Input data
□ □ □ □
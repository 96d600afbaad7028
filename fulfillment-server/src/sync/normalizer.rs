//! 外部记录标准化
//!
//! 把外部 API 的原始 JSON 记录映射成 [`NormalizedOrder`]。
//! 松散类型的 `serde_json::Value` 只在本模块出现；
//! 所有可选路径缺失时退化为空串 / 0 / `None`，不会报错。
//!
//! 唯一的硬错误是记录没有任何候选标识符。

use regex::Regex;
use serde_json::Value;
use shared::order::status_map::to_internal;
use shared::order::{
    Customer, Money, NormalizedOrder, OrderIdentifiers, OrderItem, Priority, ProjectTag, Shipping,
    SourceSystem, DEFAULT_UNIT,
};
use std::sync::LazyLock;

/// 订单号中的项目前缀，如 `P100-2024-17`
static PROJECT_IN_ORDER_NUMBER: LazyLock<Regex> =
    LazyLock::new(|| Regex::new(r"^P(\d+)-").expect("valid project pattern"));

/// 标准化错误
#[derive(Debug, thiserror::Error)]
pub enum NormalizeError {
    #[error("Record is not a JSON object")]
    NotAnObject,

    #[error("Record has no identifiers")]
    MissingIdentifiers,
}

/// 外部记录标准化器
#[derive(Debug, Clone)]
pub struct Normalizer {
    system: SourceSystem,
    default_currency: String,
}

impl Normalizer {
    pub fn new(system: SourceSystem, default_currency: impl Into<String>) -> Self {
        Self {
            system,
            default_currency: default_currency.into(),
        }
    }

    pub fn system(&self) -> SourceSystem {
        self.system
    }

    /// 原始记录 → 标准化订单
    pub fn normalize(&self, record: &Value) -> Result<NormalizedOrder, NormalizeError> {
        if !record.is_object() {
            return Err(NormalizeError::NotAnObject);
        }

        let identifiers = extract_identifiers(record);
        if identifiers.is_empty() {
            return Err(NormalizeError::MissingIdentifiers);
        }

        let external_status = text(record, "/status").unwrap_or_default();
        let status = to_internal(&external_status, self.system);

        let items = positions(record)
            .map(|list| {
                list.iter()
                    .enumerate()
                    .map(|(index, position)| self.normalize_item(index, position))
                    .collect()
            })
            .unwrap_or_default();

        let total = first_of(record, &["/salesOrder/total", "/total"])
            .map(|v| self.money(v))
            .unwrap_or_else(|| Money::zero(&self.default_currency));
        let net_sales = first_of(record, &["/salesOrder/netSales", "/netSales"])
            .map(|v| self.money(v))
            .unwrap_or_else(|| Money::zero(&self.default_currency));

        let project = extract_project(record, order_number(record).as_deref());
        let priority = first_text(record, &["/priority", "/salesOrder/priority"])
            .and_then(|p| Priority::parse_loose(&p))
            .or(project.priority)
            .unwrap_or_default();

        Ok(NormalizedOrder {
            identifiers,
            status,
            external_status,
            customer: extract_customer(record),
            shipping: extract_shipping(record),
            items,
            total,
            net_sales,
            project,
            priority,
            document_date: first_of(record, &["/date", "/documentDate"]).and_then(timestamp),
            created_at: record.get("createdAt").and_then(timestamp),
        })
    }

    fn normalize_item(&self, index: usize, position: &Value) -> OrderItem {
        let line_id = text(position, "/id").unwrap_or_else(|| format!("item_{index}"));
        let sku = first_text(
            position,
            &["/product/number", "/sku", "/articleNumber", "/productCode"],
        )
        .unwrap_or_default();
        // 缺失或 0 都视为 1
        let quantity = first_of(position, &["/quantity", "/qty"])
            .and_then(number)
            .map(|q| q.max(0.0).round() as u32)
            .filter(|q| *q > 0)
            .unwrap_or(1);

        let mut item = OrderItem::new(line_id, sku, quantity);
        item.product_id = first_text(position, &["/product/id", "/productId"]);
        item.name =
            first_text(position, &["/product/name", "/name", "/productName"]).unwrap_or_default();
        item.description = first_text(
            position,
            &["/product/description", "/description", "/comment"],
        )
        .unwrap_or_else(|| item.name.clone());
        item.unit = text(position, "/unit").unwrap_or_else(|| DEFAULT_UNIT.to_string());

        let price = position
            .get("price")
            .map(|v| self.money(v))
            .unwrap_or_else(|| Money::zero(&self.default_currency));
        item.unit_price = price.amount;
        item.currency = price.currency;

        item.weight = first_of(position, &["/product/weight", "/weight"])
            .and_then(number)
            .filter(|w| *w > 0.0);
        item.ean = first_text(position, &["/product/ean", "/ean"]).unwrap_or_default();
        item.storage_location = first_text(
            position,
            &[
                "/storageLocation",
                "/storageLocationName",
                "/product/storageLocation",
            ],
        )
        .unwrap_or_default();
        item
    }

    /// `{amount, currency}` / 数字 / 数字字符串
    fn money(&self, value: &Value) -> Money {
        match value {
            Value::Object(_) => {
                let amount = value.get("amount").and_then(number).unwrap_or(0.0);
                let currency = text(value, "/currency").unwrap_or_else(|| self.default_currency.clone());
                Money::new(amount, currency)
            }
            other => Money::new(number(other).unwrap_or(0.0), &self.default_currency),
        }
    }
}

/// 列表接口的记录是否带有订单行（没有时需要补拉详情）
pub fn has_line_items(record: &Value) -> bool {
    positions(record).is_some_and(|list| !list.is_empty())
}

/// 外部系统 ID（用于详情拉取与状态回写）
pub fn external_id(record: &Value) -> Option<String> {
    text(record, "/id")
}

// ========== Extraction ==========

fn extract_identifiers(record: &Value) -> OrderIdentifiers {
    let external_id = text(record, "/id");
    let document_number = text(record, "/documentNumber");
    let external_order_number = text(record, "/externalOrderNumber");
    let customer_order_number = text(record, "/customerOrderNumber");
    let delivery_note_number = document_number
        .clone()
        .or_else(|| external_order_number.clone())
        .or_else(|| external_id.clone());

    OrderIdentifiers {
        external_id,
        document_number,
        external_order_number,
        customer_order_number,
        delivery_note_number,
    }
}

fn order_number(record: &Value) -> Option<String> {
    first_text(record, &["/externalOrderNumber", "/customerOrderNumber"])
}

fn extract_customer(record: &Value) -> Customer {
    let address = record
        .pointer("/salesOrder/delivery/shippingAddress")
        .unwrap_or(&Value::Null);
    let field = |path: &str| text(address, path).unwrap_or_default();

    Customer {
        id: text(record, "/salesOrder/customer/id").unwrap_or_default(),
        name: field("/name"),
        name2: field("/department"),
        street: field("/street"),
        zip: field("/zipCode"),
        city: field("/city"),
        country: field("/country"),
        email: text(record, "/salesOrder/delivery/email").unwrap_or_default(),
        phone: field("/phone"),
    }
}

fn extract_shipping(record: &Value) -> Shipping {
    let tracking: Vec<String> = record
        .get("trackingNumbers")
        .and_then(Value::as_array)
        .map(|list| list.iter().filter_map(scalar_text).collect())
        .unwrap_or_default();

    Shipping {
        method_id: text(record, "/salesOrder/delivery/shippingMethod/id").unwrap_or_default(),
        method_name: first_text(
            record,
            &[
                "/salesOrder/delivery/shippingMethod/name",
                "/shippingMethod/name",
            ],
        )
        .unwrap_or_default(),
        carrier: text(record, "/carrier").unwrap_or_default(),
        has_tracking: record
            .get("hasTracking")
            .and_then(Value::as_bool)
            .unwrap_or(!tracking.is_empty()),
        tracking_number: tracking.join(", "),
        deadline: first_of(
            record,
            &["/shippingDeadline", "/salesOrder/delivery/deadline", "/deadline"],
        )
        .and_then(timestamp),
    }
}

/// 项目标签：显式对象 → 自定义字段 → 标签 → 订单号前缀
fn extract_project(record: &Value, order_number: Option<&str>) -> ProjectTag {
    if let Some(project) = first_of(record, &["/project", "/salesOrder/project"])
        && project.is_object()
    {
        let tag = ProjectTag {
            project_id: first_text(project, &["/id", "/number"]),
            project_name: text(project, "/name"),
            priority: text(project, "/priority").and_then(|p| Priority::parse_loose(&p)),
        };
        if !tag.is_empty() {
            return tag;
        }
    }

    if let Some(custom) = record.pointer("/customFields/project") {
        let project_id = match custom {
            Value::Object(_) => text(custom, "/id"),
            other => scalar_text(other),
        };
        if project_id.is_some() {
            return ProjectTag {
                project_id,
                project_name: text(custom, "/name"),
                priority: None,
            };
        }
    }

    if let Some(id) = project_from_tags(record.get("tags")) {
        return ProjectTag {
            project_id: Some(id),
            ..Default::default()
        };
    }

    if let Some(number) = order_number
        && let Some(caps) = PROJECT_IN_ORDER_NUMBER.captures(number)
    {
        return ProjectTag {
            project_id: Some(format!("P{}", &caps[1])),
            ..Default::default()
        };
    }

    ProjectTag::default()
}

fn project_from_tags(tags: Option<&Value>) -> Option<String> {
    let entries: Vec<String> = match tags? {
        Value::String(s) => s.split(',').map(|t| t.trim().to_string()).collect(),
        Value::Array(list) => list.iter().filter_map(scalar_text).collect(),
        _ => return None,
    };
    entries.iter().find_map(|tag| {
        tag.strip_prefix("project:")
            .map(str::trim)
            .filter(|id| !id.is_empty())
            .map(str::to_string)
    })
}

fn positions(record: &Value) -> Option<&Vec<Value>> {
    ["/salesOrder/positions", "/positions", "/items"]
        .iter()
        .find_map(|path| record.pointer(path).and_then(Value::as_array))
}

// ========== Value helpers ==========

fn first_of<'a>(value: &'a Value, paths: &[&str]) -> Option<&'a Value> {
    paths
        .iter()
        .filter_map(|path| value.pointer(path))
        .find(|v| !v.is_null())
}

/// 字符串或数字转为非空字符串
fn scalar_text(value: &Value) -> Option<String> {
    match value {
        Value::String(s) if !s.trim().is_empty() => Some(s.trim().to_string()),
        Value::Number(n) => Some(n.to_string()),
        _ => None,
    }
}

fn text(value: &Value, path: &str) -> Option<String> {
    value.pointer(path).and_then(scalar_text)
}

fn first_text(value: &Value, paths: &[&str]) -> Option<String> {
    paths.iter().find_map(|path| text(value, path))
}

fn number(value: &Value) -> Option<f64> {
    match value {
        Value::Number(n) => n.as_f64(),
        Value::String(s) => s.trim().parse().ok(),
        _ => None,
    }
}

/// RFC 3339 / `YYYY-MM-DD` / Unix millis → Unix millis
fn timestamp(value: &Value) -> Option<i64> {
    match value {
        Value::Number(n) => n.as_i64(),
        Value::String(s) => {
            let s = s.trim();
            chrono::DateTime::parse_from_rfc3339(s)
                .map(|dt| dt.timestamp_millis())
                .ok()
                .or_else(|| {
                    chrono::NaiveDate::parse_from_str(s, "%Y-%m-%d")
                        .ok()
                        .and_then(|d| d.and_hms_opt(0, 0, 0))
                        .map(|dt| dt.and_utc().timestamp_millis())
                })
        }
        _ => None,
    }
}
□ □ □ □
Task prompt
Each line of the data that holds the word "format" should be copied.

Solution to the exercise
        let line_id = text(position, "/id").unwrap_or_else(|| format!("item_{index}"));
            project_id: Some(format!("P{}", &caps[1])),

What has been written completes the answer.